======== Information given ========
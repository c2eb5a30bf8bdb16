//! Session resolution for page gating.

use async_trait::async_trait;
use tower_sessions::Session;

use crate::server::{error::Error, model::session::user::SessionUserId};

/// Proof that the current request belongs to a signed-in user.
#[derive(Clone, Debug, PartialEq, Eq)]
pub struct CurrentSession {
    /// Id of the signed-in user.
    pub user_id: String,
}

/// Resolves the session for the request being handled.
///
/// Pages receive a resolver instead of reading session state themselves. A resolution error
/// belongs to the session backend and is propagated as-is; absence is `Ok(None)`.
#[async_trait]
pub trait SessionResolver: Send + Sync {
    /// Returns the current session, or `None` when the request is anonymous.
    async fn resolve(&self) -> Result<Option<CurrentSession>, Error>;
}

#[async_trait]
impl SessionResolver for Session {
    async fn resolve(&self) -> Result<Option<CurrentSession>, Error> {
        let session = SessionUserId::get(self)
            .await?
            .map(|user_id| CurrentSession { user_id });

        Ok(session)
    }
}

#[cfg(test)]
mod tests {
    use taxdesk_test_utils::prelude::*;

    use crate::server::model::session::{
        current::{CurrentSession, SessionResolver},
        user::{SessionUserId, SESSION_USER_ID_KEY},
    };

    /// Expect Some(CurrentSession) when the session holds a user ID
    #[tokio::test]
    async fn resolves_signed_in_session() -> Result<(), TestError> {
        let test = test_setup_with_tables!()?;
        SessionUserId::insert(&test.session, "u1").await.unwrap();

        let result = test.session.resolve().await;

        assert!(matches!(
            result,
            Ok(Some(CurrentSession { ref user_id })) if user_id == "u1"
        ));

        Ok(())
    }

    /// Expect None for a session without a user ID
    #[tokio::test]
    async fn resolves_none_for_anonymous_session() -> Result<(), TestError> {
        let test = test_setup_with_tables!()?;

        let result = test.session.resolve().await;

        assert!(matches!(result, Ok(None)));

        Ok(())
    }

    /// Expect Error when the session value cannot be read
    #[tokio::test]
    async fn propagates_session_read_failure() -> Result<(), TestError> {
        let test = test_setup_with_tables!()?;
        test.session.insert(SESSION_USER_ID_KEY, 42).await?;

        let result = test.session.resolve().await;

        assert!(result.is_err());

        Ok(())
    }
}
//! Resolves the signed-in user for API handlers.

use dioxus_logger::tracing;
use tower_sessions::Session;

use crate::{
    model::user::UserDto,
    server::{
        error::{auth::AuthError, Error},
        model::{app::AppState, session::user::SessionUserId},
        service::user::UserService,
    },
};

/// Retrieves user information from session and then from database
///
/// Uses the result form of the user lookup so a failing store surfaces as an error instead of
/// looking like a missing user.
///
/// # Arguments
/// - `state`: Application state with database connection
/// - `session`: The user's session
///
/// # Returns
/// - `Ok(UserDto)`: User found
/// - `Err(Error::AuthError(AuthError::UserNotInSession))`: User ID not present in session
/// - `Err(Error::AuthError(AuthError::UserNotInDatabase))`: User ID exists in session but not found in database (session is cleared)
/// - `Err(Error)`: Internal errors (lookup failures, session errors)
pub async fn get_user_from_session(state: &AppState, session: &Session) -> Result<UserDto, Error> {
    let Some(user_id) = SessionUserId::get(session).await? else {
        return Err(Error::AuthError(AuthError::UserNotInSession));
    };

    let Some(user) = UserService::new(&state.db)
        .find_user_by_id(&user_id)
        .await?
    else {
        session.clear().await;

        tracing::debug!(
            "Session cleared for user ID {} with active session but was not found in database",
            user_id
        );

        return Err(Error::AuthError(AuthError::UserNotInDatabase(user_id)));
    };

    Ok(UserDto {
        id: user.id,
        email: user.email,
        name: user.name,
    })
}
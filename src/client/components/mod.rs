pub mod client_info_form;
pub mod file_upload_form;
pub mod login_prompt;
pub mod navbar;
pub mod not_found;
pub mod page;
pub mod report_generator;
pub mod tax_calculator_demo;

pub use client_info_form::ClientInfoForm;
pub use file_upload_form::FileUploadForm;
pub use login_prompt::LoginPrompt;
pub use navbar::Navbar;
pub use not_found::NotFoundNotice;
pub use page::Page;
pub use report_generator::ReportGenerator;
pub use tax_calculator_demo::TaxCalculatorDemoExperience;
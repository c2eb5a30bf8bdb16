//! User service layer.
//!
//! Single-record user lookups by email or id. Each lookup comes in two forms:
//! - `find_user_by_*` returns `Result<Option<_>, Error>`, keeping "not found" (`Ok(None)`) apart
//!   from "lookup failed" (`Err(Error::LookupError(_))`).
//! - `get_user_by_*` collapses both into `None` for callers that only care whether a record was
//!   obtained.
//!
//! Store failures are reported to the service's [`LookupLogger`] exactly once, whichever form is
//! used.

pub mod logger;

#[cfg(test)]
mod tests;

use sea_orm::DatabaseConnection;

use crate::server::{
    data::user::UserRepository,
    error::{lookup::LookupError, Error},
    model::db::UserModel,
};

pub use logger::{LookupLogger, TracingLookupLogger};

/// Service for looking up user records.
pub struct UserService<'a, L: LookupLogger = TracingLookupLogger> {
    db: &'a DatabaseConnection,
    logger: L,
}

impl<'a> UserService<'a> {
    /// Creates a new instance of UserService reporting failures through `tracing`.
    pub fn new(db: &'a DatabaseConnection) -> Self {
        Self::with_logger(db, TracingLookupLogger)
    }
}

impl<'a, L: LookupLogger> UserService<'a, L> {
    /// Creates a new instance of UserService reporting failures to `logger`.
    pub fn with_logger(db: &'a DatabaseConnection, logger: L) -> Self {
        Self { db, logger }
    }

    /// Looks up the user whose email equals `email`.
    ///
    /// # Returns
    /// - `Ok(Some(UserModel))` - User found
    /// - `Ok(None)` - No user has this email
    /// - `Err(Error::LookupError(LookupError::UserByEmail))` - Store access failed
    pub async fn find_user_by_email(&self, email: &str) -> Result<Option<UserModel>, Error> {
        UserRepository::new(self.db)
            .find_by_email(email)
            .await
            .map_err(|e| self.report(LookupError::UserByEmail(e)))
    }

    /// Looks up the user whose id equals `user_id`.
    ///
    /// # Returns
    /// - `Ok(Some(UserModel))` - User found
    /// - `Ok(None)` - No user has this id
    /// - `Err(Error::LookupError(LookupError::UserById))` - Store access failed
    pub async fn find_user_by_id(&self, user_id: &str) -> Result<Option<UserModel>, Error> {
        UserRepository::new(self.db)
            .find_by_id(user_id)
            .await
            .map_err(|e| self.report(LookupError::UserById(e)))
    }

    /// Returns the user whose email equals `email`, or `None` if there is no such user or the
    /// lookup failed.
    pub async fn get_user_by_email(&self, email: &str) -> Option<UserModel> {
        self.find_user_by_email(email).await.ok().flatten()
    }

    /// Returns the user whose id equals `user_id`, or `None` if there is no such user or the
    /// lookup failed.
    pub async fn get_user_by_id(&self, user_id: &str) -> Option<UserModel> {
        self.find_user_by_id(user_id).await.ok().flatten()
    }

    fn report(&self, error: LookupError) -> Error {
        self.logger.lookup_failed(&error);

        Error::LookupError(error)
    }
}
========
Goal of the exercise: Begin at the line above that has "Self::with_logger(db, TracingLookupLogger)" and stop after the line that has "pub fn with_logger(db: &'a", copying each line exactly and adding nothing else.

Exercise answer:
        Self::with_logger(db, TracingLookupLogger)
    }
}

impl<'a, L: LookupLogger> UserService<'a, L> {
    /// Creates a new instance of UserService reporting failures to `logger`.
    pub fn with_logger(db: &'a DatabaseConnection, logger: L) -> Self {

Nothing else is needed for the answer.